Tenaya Mundaka: First Look, First Ascent

My latest climbing project—a 5.14 wall of thin edges that gently steepens into a cresting wave of granite at Devil’s Head, CO—presented me with a significant dilemma.  The climbing is 80% Smith Rock, precise edging on micro-chips with your hips plastered to the face and most of your weight on your feet, followed by 20% Rifle, gymnastic moves on steep rock with feet toeing in and hooking on glassy features.

I began the campaign in my trusty Tenaya Intis.  These are the ideal edging implement, with a stiff and precise forefoot that excels on credit card chips.  I was crushing the lower sections, routinely climbing up to the lip of the steep wall, but struggling to make progress on the wildly dynamic exit.  I decided to switch to Tenaya Oasi’s, my go-to shoe for gym-style climbing, where sensitivity and flexibility facilitate monkey-style pulling with your feet.

My progress in the steeps improved instantly, but it came at a price.  Though I could still climb through the technical start in Oasi’s, I had to pull a bit hard with my hands, compounding the wear on my already heavily-worn finger skin. I needed a shoe that could excel on both types of terrain—technical thin walls and gymnastic overhangs.

At that pivotal moment I had the opportunity to test-drive Tenaya’s ground-breaking Mundaka.  It was just the shoe I was looking for.  The Mundaka is perhaps best described as a sock with rubber on it, although that’s not doing it justice.  The toe box is tight and stiff—ideal for thin edging.  Yet the rubber sole ends at the forefoot, creating a nearly-bare arch that is completely flexible (you can easily bend the shoe in half at the arch).  This enables tremendous toeing power on steep incuts, allowing the climber to wrap the fore foot around features and pull with your feet.  It’s almost like getting an extra pair of arms delivered in a 12” cardboard box!  Throw in a perfectly sculpted heel cup and it’s got everything a serious climber could ask for.

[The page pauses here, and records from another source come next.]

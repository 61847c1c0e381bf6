//! # Pricing Resolver
//!
//! Computes what a cart line costs, for both pricing modes.
//!
//! ## Pricing Modes
//! ```text
//! ┌─────────────────────────────────────────────────────────────────────────┐
//! │  Fixed-unit product            │  Weighable product                     │
//! │  ──────────────────            │  ──────────────────                    │
//! │  priced by count               │  priced by mass                        │
//! │                                │                                        │
//! │  unit_price      12.90         │  price_per_gram  0.04499               │
//! │  quantity        2             │  weight_kg       0.300                 │
//! │                                │  quantity        1 (parcels)           │
//! │  subtotal = 12.90 × 2          │  subtotal = 0.04499 × 300              │
//! │           = 25.80              │           = 13.497 → 13.50             │
//! │                                │                                        │
//! │  line shows unit price         │  line shows 44.99 (rate per kg)        │
//! └─────────────────────────────────────────────────────────────────────────┘
//! ```
//!
//! The displayed rate for a weighable product is per kilogram, but the
//! charged amount is computed from the raw per-gram rate and the weight in
//! grams, so display rounding never leaks into what the customer pays.

use rust_decimal::Decimal;
use serde::{Deserialize, Serialize};
use ts_rs::TS;

use crate::error::{CoreError, CoreResult, ValidationError};
use crate::money;
use crate::types::Product;
use crate::validation::validate_weight_kg;

// =============================================================================
// Resolved Line Price
// =============================================================================

/// What the resolver hands back for one line: the price to show on the line
/// and the amount it charges.
#[derive(Debug, Clone, Copy, PartialEq, Serialize, Deserialize, TS)]
#[ts(export)]
#[serde(rename_all = "camelCase")]
pub struct LinePrice {
    /// Price per unit, or the per-kilogram rate for weighable products.
    #[ts(as = "String")]
    pub unit_price: Decimal,

    /// The raw per-gram rate, kept for weighable lines so recomputation
    /// never rounds twice.
    #[ts(as = "Option<String>")]
    pub price_per_gram: Option<Decimal>,

    /// Charged amount, rounded to 2 decimals and clamped at zero.
    #[ts(as = "String")]
    pub subtotal: Decimal,
}

// =============================================================================
// Subtotal Formulas
// =============================================================================

/// Subtotal of a fixed-unit line: `unit_price × quantity − line_discount`,
/// rounded to 2 decimals, clamped at zero.
pub fn unit_subtotal(unit_price: Decimal, quantity: i64, line_discount: Decimal) -> Decimal {
    let raw = unit_price * Decimal::from(quantity) - line_discount;
    money::clamp_non_negative(money::round_money(raw))
}

/// Subtotal of a weighed line: `price_per_gram × grams × quantity −
/// line_discount`, rounded to 2 decimals, clamped at zero.
///
/// `quantity` counts identical parcels; a normal weighing has quantity 1.
pub fn weighed_subtotal(
    price_per_gram: Decimal,
    weight_kg: Decimal,
    quantity: i64,
    line_discount: Decimal,
) -> Decimal {
    let grams = money::weight_to_grams(weight_kg);
    let raw = price_per_gram * grams * Decimal::from(quantity) - line_discount;
    money::clamp_non_negative(money::round_money(raw))
}

// =============================================================================
// Resolver
// =============================================================================

/// Resolves the price of one cart line from a catalog product.
///
/// ## Behavior
/// - Rejects inactive products and products whose mode-selected price field
///   is absent or non-positive (`InvalidProduct`)
/// - Weighable products require a positive `weight_kg`; fixed-unit products
///   must not carry one (a `Validation` error naming the field)
/// - The returned `unit_price` is what the line displays: the unit price, or
///   the per-kilogram rate for weighable products
///
/// ## Example
/// ```rust,no_run
/// use polpa_core::pricing::resolve_line_price;
/// use rust_decimal::Decimal;
/// # use polpa_core::types::Product;
/// # fn catalog_product() -> Product { unimplemented!() }
///
/// let product = catalog_product();
/// let price = resolve_line_price(&product, 2, None, Decimal::ZERO).unwrap();
/// println!("line total: {}", price.subtotal);
/// ```
pub fn resolve_line_price(
    product: &Product,
    quantity: i64,
    weight_kg: Option<Decimal>,
    line_discount: Decimal,
) -> CoreResult<LinePrice> {
    if !product.is_active {
        return Err(CoreError::InvalidProduct {
            id: product.id.clone(),
            reason: "product is inactive".to_string(),
        });
    }

    if product.is_weighable {
        let price_per_gram = match product.price_per_gram {
            Some(price_per_gram) if price_per_gram > Decimal::ZERO => price_per_gram,
            Some(_) => {
                return Err(CoreError::InvalidProduct {
                    id: product.id.clone(),
                    reason: "price per gram must be positive".to_string(),
                })
            }
            None => {
                return Err(CoreError::InvalidProduct {
                    id: product.id.clone(),
                    reason: "weighable product has no price per gram".to_string(),
                })
            }
        };

        let weight_kg = weight_kg.ok_or(ValidationError::Required {
            field: "weight".to_string(),
        })?;
        validate_weight_kg(weight_kg)?;

        Ok(LinePrice {
            unit_price: money::display_rate_per_kg(price_per_gram),
            price_per_gram: Some(price_per_gram),
            subtotal: weighed_subtotal(price_per_gram, weight_kg, quantity, line_discount),
        })
    } else {
        let unit_price = match product.unit_price {
            Some(unit_price) if unit_price > Decimal::ZERO => unit_price,
            Some(_) => {
                return Err(CoreError::InvalidProduct {
                    id: product.id.clone(),
                    reason: "unit price must be positive".to_string(),
                })
            }
            None => {
                return Err(CoreError::InvalidProduct {
                    id: product.id.clone(),
                    reason: "product has no unit price".to_string(),
                })
            }
        };

        if weight_kg.is_some() {
            return Err(ValidationError::NotAllowed {
                field: "weight".to_string(),
                reason: "only applies to weighable products".to_string(),
            }
            .into());
        }

        Ok(LinePrice {
            unit_price,
            price_per_gram: None,
            subtotal: unit_subtotal(unit_price, quantity, line_discount),
        })
    }
}

// =============================================================================
// Unit Tests
// =============================================================================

When I slipped the Mundakas on for the first time at the base of my project, I joked about how tightly the shoes formed to my feet, promising my toes would only tolerate a brief burn.  Yet amazingly I climbed happily for well over an hour.  The Mundakas are so well-shaped, pain was never an issue, and if anything, the shoes became more comfortable and sensitive the longer I climbed.  Also worth noting is the vastly improved Velcro tabs at the end of the adjustable closure system (similar to that of the roundly lauded Tenaya Iati closure system).  The new tabs offer so much sticking power I had trouble removing them as I lowered off the route.  There is zero chance of these coming un-stuck mid climb!

My new footwear gave me the confidence and peace of mind to focus on my climbing.  In a few more tries I finally stuck the burly dyno to the lip, mantled onto the lime green lichen-covered slab and waltzed up to the summit, finally completing the first ascent of Walk Tall Or Not At All, the hardest route at Devil’s Head at 5.14c.

It’s hard compare Mundakas to anything else I’ve climbed in.  Most shoes excel in one aspect and fall flat in another.  Not the Mundaka.  These shoes easily matched the performance of my best edging shoes and far exceeded the toeing/hooking power of my best gym shoe.  They will definitely be my new go to shoe!